O João estava numa espera. Vocês sabem o que é uma espera? É o local preparado para caça noturna.
João, falecido há um ano, à época com 30 anos, havia acabado de chegar no moital.
Mas, ao invés de paca, tatu e veado, viu à sua frente uma explosão.
Antes, diz que ainda ouviu gritos, a explosão e depois o silêncio. Conta ainda que um clarão se sucedeu perto dele e que esse clarão feito dia o fez chegar fácil ao local do acidente.

O local da tragédia, hoje
Ontem, sem me recordar da tragédia, fui parar na Vila Nova, que não conhecia.
Fui para participar do aniversário de 5 anos do filho do Camaleão, o Amarildo, um dos primeiros moradores da Conquista Três Galhos, o primeiro presidente da comunidade.
Uma cruz com uma placa me chamou atenção, na chegada.
Passei e, um pouco mais adiante, quando chegamos ao fim da viagem, perguntei do Júnior, também fundador do lugarejo, o que era aquilo.
Naquele 14 de maio de 2004, eu trabalhava no jornal Diário do Amazonas, quando, por volta das 20h, surgiram as primeiras informações da tragédia.
_ “O avião”
_ “O da Rico?”
_ “Foi aqui”
Mas, não imaginava que havia sido tão perto de Manaus. E tão fácil de se chegar ao local.
Pois é.
Ali, ainda hoje há destroços da aeronave, pedaços do motor, camisa, sapatos, tênis, até uma máscara daquelas que os comissários de bordo mostram pra gente antes do avião partir.
Encontrei ali um pedaço de osso de mais ou menos cinco centímetros do que poderia ser uma junta humana.
Além disso, muitas histórias. Cada morador tem a sua e faz questão de contar.

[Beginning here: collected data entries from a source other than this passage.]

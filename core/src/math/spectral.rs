use ndarray::{Array1, ArrayView1};

pub struct SpectralHelper;

impl SpectralHelper {
    /// Absorbed power per bin, `a_i · S_i · Δν_i` (W/m²).
    pub fn contributions(
        psd: ArrayView1<f64>,
        absorption: ArrayView1<f64>,
        widths: ArrayView1<f64>,
    ) -> Array1<f64> {
        &(&psd * &absorption) * &widths
    }

    /// Band-integrated absorbed power, `Σ a_i · S_i · Δν_i` (W/m²).
    pub fn integrate(
        psd: ArrayView1<f64>,
        absorption: ArrayView1<f64>,
        widths: ArrayView1<f64>,
    ) -> f64 {
        (&psd * &absorption).dot(&widths)
    }

    /// Linear interpolation of PSD between two bin centres.
    pub fn interpolate(left: (f64, f64), right: (f64, f64), frequency_hz: f64) -> f64 {
        let (x0, y0) = left;
        let (x1, y1) = right;
        if x1 == x0 {
            return 0.5 * (y0 + y1);
        }
        let t = ((frequency_hz - x0) / (x1 - x0)).clamp(0.0, 1.0);
        y0 + t * (y1 - y0)
    }
}

#[cfg(test)]
mod tests {
    use super::*;
    use ndarray::array;

    #[test]
    fn integrate_matches_elementwise_sum() {
        let psd = array![1.0e-12, 2.0e-12, 4.0e-12];
        let absorption = array![0.01, 0.01, 0.02];
        let widths = array![1.0e6, 2.0e6, 1.0e6];
        let total = SpectralHelper::integrate(psd.view(), absorption.view(), widths.view());
        let parts = SpectralHelper::contributions(psd.view(), absorption.view(), widths.view());
        assert!((total - parts.sum()).abs() < 1e-24);
        assert!((total - (1.0e-8 + 4.0e-8 + 8.0e-8)).abs() < 1e-20);
    }

    #[test]
    fn interpolation_is_linear_between_centres() {
        let value = SpectralHelper::interpolate((0.0, 1.0), (10.0, 3.0), 5.0);
        assert!((value - 2.0).abs() < 1e-12);
    }
}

Há uma coisa comum nos relatos 17 anos depois. O cheiro forte que exalava dos corpos e que, por dias, impediu a aproximação dos curiosos.
Vendedor de avião
Mas, a história que mais me prendeu a atenção foi a do seu Narciso, que vendeu o avião e que continua pobre.
_ “Como?”
Em coro, me responderam:
_ “Ele vendeu o avião. Tá aqui o Goiaba, filho dele”, apontou-me um homem com uma espingarda na mão, perto de uma fornalha que dia e noite faz carvão vegetal, na entrada da picada que levava para o avião.
E o Goiaba, prontamente:
_ “Ele levava os destroços pra casa e de lá saía pra vender na sucata. Mas, não era só ele que fazia isso, não”, disse o filho do seu Narciso.
Hoje, apenas as histórias marcam a tragédia do dia 14 de maio de 2004.